Public anger results in promise to curb supermarket monopolies

By Joe Montero

Anger against big price rises by the Coles and Woolworths supermarket duopoly has been on the rise in recent times. The Australian community believes that the extent of these price rises is unjust and that it amounts to robbing their customers. This makes perfect sense when you look into it.

Pushed along by this anger, the federal government has put on notice that it will release details of intended change to the law. This notice states the need to redress “a heavy imbalance in market power between suppliers and supermarkets in Australia’s heavily concentrated supermarket industry.”

No doubt the public will welcome any move in this direction. But there won’t be any move to break up the control of the two giants and therefore curb their monopolistic behaviour. The aim is to produce a mandatory code of conduct and provide fines for those who break it.

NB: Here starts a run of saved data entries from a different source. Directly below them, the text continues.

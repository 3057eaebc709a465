//! WebSocket server for the voice control channel
//!
//! One connection drives one session at a time. Inbound text frames are
//! routed through the session manager; a writer task drains the session's
//! events back onto the socket in order.

use std::net::SocketAddr;
use std::time::Duration;

use anyhow::{Context, Result};
use futures_util::{SinkExt, StreamExt};
use tokio::net::{TcpListener, TcpStream};
use tokio::sync::{broadcast, mpsc, Mutex};
use tokio_tungstenite::tungstenite::Message;
use tracing::{debug, error, info, warn};

use crate::error::SessionError;
use crate::events::EventMessage;
use crate::session::{EventSink, SessionManager};

use super::protocol::{self, ControlMessage};

/// How long a closing connection may spend flushing queued events
const WRITER_DRAIN: Duration = Duration::from_secs(1);

/// How long shutdown waits for connection handlers to finish
const SHUTDOWN_GRACE: Duration = Duration::from_secs(2);

/// WebSocket server handling client connections
pub struct Server {
    listener: TcpListener,
    manager: SessionManager,
    shutdown_tx: broadcast::Sender<()>,
    /// Cloned into every connection handler; taken on shutdown
    handlers_tx: Mutex<Option<mpsc::Sender<()>>>,
    /// Yields `None` once every handler has dropped its sender
    handlers_rx: Mutex<mpsc::Receiver<()>>,
}

impl Server {
    /// Bind the listening socket
    pub async fn bind(addr: &str, manager: SessionManager) -> Result<Self> {
        let listener = TcpListener::bind(addr)
            .await
            .with_context(|| format!("failed to bind WebSocket listener on {addr}"))?;

        let (shutdown_tx, _) = broadcast::channel(1);
        let (handlers_tx, handlers_rx) = mpsc::channel(1);

        info!(addr = %listener.local_addr()?, "WebSocket server listening");

        Ok(Self {
            listener,
            manager,
            shutdown_tx,
            handlers_tx: Mutex::new(Some(handlers_tx)),
            handlers_rx: Mutex::new(handlers_rx),
        })
    }

    pub fn local_addr(&self) -> Result<SocketAddr> {
        self.listener
            .local_addr()
            .context("listener has no local address")
    }

    /// Run the server, accepting connections
    pub async fn run(&self) -> Result<()> {
        loop {
            match self.listener.accept().await {
                Ok((stream, peer)) => {
                    let Some(handler_guard) = self.handlers_tx.lock().await.clone() else {
                        debug!(%peer, "shutting down, refusing connection");
                        continue;
                    };
                    debug!(%peer, "client connected");
                    let manager = self.manager.clone();
                    let shutdown_rx = self.shutdown_tx.subscribe();

                    tokio::spawn(async move {
                        let result = Self::handle_client(stream, peer, manager, shutdown_rx);
                        if let Err(e) = result.await {
                            warn!(?e, %peer, "client handler error");
                        }
                        drop(handler_guard);
                    });
                }
                Err(e) => {
                    error!(?e, "accept error");
                }
            }
        }
    }

    /// Handle a single client connection
    async fn handle_client(
        stream: TcpStream,
        peer: SocketAddr,
        manager: SessionManager,
        mut shutdown_rx: broadcast::Receiver<()>,
    ) -> Result<()> {
        let ws = tokio::select! {
            ws = tokio_tungstenite::accept_async(stream) => {
                ws.context("WebSocket handshake failed")?
            }
            _ = shutdown_rx.recv() => return Ok(()),
        };
        let (mut sink, mut source) = ws.split();

        let (event_tx, mut event_rx) = mpsc::unbounded_channel::<EventMessage>();

        let writer = tokio::spawn(async move {
            while let Some(event) = event_rx.recv().await {
                let text = match serde_json::to_string(&event) {
                    Ok(text) => text,
                    Err(e) => {
                        error!(?e, %event, "failed to encode event");
                        continue;
                    }
                };
                if let Err(e) = sink.send(Message::Text(text)).await {
                    debug!(?e, %peer, "failed to send event, closing writer");
                    break;
                }
            }
            let _ = sink.close().await;
        });

        let mut connection = Connection::open(manager, event_tx, peer).await?;

        loop {
            let frame = tokio::select! {
                frame = source.next() => frame,
                _ = shutdown_rx.recv() => {
                    debug!(%peer, "client handler shutting down");
                    break;
                }
            };
            let Some(frame) = frame else { break };

            match frame {
                Ok(Message::Text(text)) => connection.on_text(&text).await,
                Ok(Message::Binary(data)) => connection.on_binary(data.len()).await,
                Ok(Message::Close(_)) => {
                    debug!(%peer, "client closed connection");
                    break;
                }
                // tungstenite answers pings itself
                Ok(_) => {}
                Err(e) => {
                    warn!(?e, %peer, "WebSocket read error");
                    break;
                }
            }
        }

        connection.close().await;

        if tokio::time::timeout(WRITER_DRAIN, writer).await.is_err() {
            debug!(%peer, "writer did not drain in time");
        }
        Ok(())
    }

    /// Close every session, then let each connection flush its final
    /// events and close frame before returning
    pub async fn shutdown(&self) {
        self.manager.close_all().await;
        let _ = self.shutdown_tx.send(());

        self.handlers_tx.lock().await.take();
        let mut handlers_rx = self.handlers_rx.lock().await;
        if tokio::time::timeout(SHUTDOWN_GRACE, handlers_rx.recv())
            .await
            .is_err()
        {
            warn!("connection handlers did not finish in time");
        }

        info!("WebSocket server shutdown complete");
    }
}

/// The session currently bound to one client connection
struct Connection {
    manager: SessionManager,
    outbound: EventSink,
    session_id: String,
    peer: SocketAddr,
}

impl Connection {
    async fn open(manager: SessionManager, outbound: EventSink, peer: SocketAddr) -> Result<Self> {
        let session_id = manager
            .open(outbound.clone())
            .await
            .context("failed to open session")?;

        info!(%peer, %session_id, "connection bound to session");

        Ok(Self {
            manager,
            outbound,
            session_id,
            peer,
        })
    }

    async fn on_text(&mut self, text: &str) {
        match self.manager.route(&self.session_id, text).await {
            Ok(()) => {}
            Err(SessionError::UnknownSession(_)) => self.on_stopped_session(text).await,
            Err(e) => warn!(peer = %self.peer, error = %e, "failed to route message"),
        }
    }

    /// The bound session has stopped. `voice_stop` is acknowledged again and
    /// `voice_start` brings up a new session; anything else is an error.
    async fn on_stopped_session(&mut self, text: &str) {
        match protocol::decode(text) {
            Ok(ControlMessage::VoiceStart { .. }) => {}
            Ok(ControlMessage::VoiceStop) => {
                debug!(peer = %self.peer, session_id = %self.session_id, "session already stopped");
                let _ = self.outbound.send(EventMessage::VoiceStopped);
                return;
            }
            _ => {
                self.send_error(&SessionError::UnknownSession(self.session_id.clone()));
                return;
            }
        }

        let session_id = match self.manager.open(self.outbound.clone()).await {
            Ok(id) => id,
            Err(e) => {
                self.send_error(&e);
                return;
            }
        };

        info!(
            peer = %self.peer,
            previous = %self.session_id,
            %session_id,
            "connection bound to new session"
        );
        self.session_id = session_id;

        if let Err(e) = self.manager.route(&self.session_id, text).await {
            warn!(peer = %self.peer, error = %e, "failed to route message to new session");
        }
    }

    async fn on_binary(&self, len: usize) {
        debug!(peer = %self.peer, len, "binary frame received");
        let err = SessionError::MalformedMessage("binary frames are not supported".into());

        if self.manager.reject(&self.session_id, err.clone()).await.is_err() {
            self.send_error(&err);
        }
    }

    /// Errors that belong to no live session go straight to the socket
    fn send_error(&self, err: &SessionError) {
        let _ = self.outbound.send(err.into());
    }

    async fn close(self) {
        if let Err(e) = self.manager.close(&self.session_id).await {
            debug!(peer = %self.peer, error = %e, "session already closed");
        }
    }
}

A mandatory code of conduct equipe with fines is a positive change. This is superior with the existing voluntary code, which isn’t working at all, and it should be welcomed by all. But we will have to wait and see how far the new mandatory code will go before judging its worth.

Mention is made in the proposed code about the treatment of suppliers. Farmers in particular, have been squeezed through low prices for their product, backed by the weaponizing of quotas to enforce these low prices. This is another form of profiteering made possible with the monopoly hold over the market.

The twin practices of excessive price rises and paying too little to suppliers lies behind calls for action to break the Coles and Woolworths monopoly. This includes Allan Fells, former head of the Australian Competition and Consumer Commission (ACCC), who said as much in a report commissioned by the Australian Council of Trade Unions earlier this year.

However, the interim report, produced by former trade minister Craig Emerson, on which the shift to the new code of conduct is based won’t go anywhere near taking on the power of these monopolies. Without this, there will be little change in reality.

The Emmerson report suggests a fine of up to 10 million or 10 percent of annual turnover for serious offence. In real life there will be little appetite to impose the highest penalty. The biggest cost to the offending supermarket will then be some bad publicity. The effectiveness will come down to whether the gains are greater than the losses.

When all is done and dusted, monopoly control over the market will remain. This gives the supermarkets tremendous power to continue to charge higher prices and pay too little to suppliers. They control 65 percent of the groceries market, and this makes this the world’s most monopolised.

Dealing with the practice of price gouging has become a major political issue and an important component of angst about the rising cost of living crisis. Price gouging means increasing pieces by a higher amount than a competitive market would allow. There are various means for doing this. rising inflation can be used as a cover. Another tactic is to crate shortages. This became more popular during the Covid lockdowns and remains with us today. There is also the practice of packaging a small quantity for the same price, which is an effective price rise.